John Conrad Moser (1929 near Columbus, Ohio, United States; – August 26, 2015 in Pineville, Louisiana, United States) was an American zoologist, forestry researcher, entomologist, and acarologist.

==Education==
Moser graduated from high school in 1947 and finally studied at the Ohio State University (OSU), where he soon recognized his interest in entomology. His undergraduate professor was Ralph Davidson, who supported and motivated Moser to perform studies on galls on leaves of a hackberry tree (Celtis occidentalis), which was growing in Moser's front yard, where he at once detected a new wasp species of the genus Torymus. This finding inspired his further research. He was cited with: "I had observed something that no one else in the world had ever seen" (Moser 2000).

Before Moser received his B.S. in entomology in 1951, he was assisting the OSU Professor C.H. Kennedy, from which he learned the most important basics of ant systematics and behavior. Moser completed his master's degree at the OSU in biological control under Professor Alvah Peterson.

== Career ==
After 1951, when the Korean War reached its apex, Moser became assigned to the Army Chemical Center at Edgewood Arsenal near Baltimore, where he served as a technician at the Army Medical Corps, Insect Physiology Laboratory. One of his mentors was Bertram Sacktor, one of the leading insect biochemists at those times. With him and other colleagues, Moser got his first scientific publication as a junior author:"Dephosphorylation of ATP by tissues of the American cockroach".
Before Moser was released from the Army in 1953, he described his new species of Torymus together with other new parasitoids from his hackberry galls in Columbus.
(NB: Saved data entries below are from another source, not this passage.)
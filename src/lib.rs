//! Personal day planner: tasks with due dates and priorities, time tracking,
//! calendar views and notes, served over a JSON API.

pub mod clock;
pub mod config;
pub mod domain;
pub mod error;
pub mod planner;
pub mod routes;
pub mod state;
pub mod store;
pub mod telemetry;
pub mod workspace;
His mentor for this work was Barnard D. Burks, who encouraged him for his further scientific career.

After he had finished his Ph.D. in 1958, he was informed by Jack Coyne about the possibility to apply for a GS-4 position in the Station's Timber Management Research unit at Alexandria, LA. Moser arrived on July 1, 1958 as the first Ph.D. entomologist, hired by the Southern Forest Experiment Station.

He conducted research on the Texas leafcutter ant and the red imported fire ant and focused his studies not only on these ants, but specifically also to the mite fauna, being associated with these insects. Also bark beetles and associated mites were a remarkable part of his pioneering research contributions. His extensive mite collection contains many species of different major mite-taxa from around the world, with most of them representing phoretic species, which use insects to be carried to their new habitats. Moser described numerous new mite species and some species are also named after him.
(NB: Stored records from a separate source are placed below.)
use std::sync::Arc;

use sqlx::PgPool;
use tower_http::{cors::CorsLayer, trace::TraceLayer};

use daybook::clock::SystemClock;
use daybook::config::{Config, StoreBackend};
use daybook::routes;
use daybook::state::{AppState, AuthKeys};
use daybook::store::{LocalStore, PgStore};
use daybook::telemetry;

#[tokio::main]
async fn main() -> Result<(), String> {
    let config = Config::from_env().map_err(|e| format!("config error: {e}"))?;
    telemetry::init_tracing(config.log_format);

    let clock = Arc::new(SystemClock);
    let auth = AuthKeys::new(&config.jwt_secret, config.token_ttl_hours);

    let state = match config.store {
        StoreBackend::Postgres => {
            let url = config.database_url.as_deref().unwrap_or_default();
            let db = PgPool::connect(url)
                .await
                .map_err(|e| format!("error connecting DB: {e}"))?;
            let store = PgStore::new(db);
            store
                .migrate()
                .await
                .map_err(|e| format!("migration failed: {e}"))?;
            AppState::new(Arc::new(store), clock, auth)
        }
        StoreBackend::Local => {
            tracing::warn!("using the in-memory store, data is lost on restart");
            AppState::new(Arc::new(LocalStore::new()), clock, auth)
        }
    };

    let app = routes::routes(state)
        .layer(TraceLayer::new_for_http())
        .layer(CorsLayer::permissive());

    let listener = tokio::net::TcpListener::bind(config.addr())
        .await
        .map_err(|e| format!("bind {} failed: {e}", config.addr()))?;

    tracing::info!(addr = %config.addr(), store = ?config.store, "server listening");

    axum::serve(listener, app)
        .with_graceful_shutdown(shutdown_signal())
        .await
        .map_err(|e| format!("server error: {e}"))?;

    tracing::info!("server stopped");
    Ok(())
}

async fn shutdown_signal() {
    if let Err(e) = tokio::signal::ctrl_c().await {
        tracing::error!(error = %e, "failed to listen for ctrl-c");
    }
}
In Alexandria, Moser began to perform studies on the town ant Atta texana, a significant pest on pine seedlings during reforestation. His supervisor was Wiliam F. Mann, who was searching for a short-term effort to control the ant colonies. This caused a conflict between his destination and the scientific persuasion of Moser, who thought that only long-term studies to understand the ant's biology would enable a successful control of this ant species. Despite these conflicts with his supervisor, Moser could continue with his research access. While doing so, he collaborated with numerous elite scientists. One of them was Edward O. Wilson, the famous ant biologist, who won two Pulitzer Prizes.

Since 1962, Moser was additionally involved in research projects about mites associated with bark beetles, at its beginning under the leadership of William H. Bennett.

==Retirement==
Moser retired on December 31, 1989, but immediately signed on as a volunteer with the Forest Service. He continued almost until his death in 2015 with research projects. He for example was involved in the excavation and mapping of a town ant colony or studied interrelationships among bark beetles, mites, fungi and nematodes and continued with international collaborations on species identification.
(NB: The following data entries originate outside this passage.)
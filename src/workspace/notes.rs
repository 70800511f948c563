use std::sync::Arc;

use uuid::Uuid;

use super::{Session, WorkspaceResult};
use crate::clock::Clock;
use crate::domain::{search_notes, CreateNote, Note, UpdateNote};
use crate::store::{NoteRepository, StoreResult};

pub struct NoteWorkspace {
    repo: Arc<dyn NoteRepository>,
    clock: Arc<dyn Clock>,
}

impl NoteWorkspace {
    pub fn new(repo: Arc<dyn NoteRepository>, clock: Arc<dyn Clock>) -> Self {
        Self { repo, clock }
    }

    pub(crate) async fn load(&self, user_id: Uuid) -> StoreResult<Vec<Note>> {
        self.repo.list_notes(user_id).await
    }

    /// Newest first, optionally narrowed by a search term
    pub async fn list(&self, session: &Session, search: Option<&str>) -> WorkspaceResult<Vec<Note>> {
        let Some(user_id) = session.user_id() else {
            return Ok(Vec::new());
        };

        let notes = self.load(user_id).await?;
        Ok(search_notes(&notes, search.unwrap_or_default())
            .into_iter()
            .cloned()
            .collect())
    }

    pub async fn get(&self, session: &Session, id: Uuid) -> WorkspaceResult<Option<Note>> {
        let Some(user_id) = session.user_id() else {
            return Ok(None);
        };
        Ok(self.repo.get_note(user_id, id).await?)
    }

    pub async fn create(&self, session: &Session, input: CreateNote) -> WorkspaceResult<Option<Note>> {
        let Some(user_id) = session.user_id() else {
            return Ok(None);
        };
        input.validate()?;

        let note = Note::new(user_id, input, self.clock.now());
        Ok(Some(self.repo.insert_note(&note).await?))
    }

    pub async fn update(
        &self,
        session: &Session,
        id: Uuid,
        patch: UpdateNote,
    ) -> WorkspaceResult<Option<Note>> {
        let Some(user_id) = session.user_id() else {
            return Ok(None);
        };
        patch.validate()?;

        Ok(self.repo.update_note(user_id, id, &patch).await?)
    }

    pub async fn delete(&self, session: &Session, id: Uuid) -> WorkspaceResult<bool> {
        let Some(user_id) = session.user_id() else {
            return Ok(false);
        };
        Ok(self.repo.delete_note(user_id, id).await?)
    }
}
== Selected publications ==

- M. Pernek, S. Wirth, S. R. Blomquist, D. N. Avtzis, J. C. Moser: New associations of phoretic mites on Pityokteines curvidens (Coleoptera, Curculionidae, Scolytinae). Central European Journal of Biology. Volume 7, Issue 1, 2012: S. 63-68.
- J. C. Moser, H. Konrad, S. R. Blomquist, T. Kirisits: Do mites phoretic on elm bark beetles contribute to the transmission of Dutch elm disease?, Naturwissenschaften 97: 219, 2010: doi:10.1007/s00114-009-0630-x.
- J. C. Moser: Complete Excavation and Mapping of a Texas Leafcutting Ant Nest. Annals of the Entomological Society of America 99(Sep 2006) January 2009:891-897.
- Y. J. Cardoza, J. C. Moser, K. D. Klepzig, K. F. Raffa: Multipartite Symbioses Among Fungi, Mites, Nematodes, and the Spruce Beetle, Dendroctonus rufipennis</I. Environmental Entomology, 2008: 37(4):956-63.
- J. C. Moser, J. D. Reeve, J. M. S. Bento, [...], N. M. Heck: Eye size and behavior of day- and night-flying leafcutting ant alates, Journal of Zoology 264(1), 2006:69 - 75.